> Extracted material:

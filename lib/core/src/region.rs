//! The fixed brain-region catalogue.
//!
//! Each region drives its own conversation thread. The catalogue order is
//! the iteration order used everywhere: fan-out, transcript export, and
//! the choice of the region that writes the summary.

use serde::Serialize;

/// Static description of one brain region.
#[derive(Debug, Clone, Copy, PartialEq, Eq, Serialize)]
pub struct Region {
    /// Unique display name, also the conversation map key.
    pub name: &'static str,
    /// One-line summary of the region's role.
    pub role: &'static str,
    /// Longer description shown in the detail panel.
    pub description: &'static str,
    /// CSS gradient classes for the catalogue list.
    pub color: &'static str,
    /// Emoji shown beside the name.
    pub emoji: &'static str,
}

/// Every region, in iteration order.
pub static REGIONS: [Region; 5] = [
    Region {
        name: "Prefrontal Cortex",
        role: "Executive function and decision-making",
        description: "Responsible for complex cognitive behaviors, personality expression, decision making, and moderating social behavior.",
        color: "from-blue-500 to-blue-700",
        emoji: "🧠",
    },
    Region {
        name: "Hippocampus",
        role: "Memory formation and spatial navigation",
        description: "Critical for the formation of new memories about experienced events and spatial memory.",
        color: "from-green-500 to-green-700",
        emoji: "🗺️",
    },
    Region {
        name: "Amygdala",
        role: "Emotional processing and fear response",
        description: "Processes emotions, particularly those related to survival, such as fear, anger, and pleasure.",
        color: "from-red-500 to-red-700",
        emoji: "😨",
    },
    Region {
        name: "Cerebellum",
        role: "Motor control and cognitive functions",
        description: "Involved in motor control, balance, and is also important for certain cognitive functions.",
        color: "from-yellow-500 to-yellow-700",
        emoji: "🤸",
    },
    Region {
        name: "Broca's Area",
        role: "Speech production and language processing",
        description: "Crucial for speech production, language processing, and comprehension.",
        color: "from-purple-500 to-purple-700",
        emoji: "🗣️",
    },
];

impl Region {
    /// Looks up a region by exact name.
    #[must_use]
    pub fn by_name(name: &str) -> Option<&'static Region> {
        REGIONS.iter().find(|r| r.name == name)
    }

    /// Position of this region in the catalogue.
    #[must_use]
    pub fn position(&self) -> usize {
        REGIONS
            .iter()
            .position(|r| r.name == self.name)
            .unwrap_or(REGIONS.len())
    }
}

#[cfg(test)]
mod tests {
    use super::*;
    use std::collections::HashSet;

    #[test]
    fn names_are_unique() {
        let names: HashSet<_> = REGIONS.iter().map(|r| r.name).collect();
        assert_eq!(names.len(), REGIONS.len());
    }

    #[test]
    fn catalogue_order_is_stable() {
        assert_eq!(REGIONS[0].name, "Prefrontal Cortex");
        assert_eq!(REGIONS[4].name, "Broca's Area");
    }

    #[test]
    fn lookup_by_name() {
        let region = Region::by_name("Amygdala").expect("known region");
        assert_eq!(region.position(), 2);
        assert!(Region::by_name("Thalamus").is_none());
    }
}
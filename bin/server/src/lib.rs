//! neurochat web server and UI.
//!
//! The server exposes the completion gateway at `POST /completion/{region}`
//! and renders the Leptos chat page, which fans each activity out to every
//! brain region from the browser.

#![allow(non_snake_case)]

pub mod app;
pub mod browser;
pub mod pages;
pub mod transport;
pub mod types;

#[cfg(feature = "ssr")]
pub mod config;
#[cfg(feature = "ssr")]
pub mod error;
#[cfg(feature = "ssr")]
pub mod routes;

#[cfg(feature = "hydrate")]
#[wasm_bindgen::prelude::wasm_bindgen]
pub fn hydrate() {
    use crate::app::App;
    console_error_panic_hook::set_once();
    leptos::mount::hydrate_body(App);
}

> Requirement:
List every line above that contains the word "also".

> Result:
    /// Unique display name, also the conversation map key.
        description: "Involved in motor control, balance, and is also important for certain cognitive functions.",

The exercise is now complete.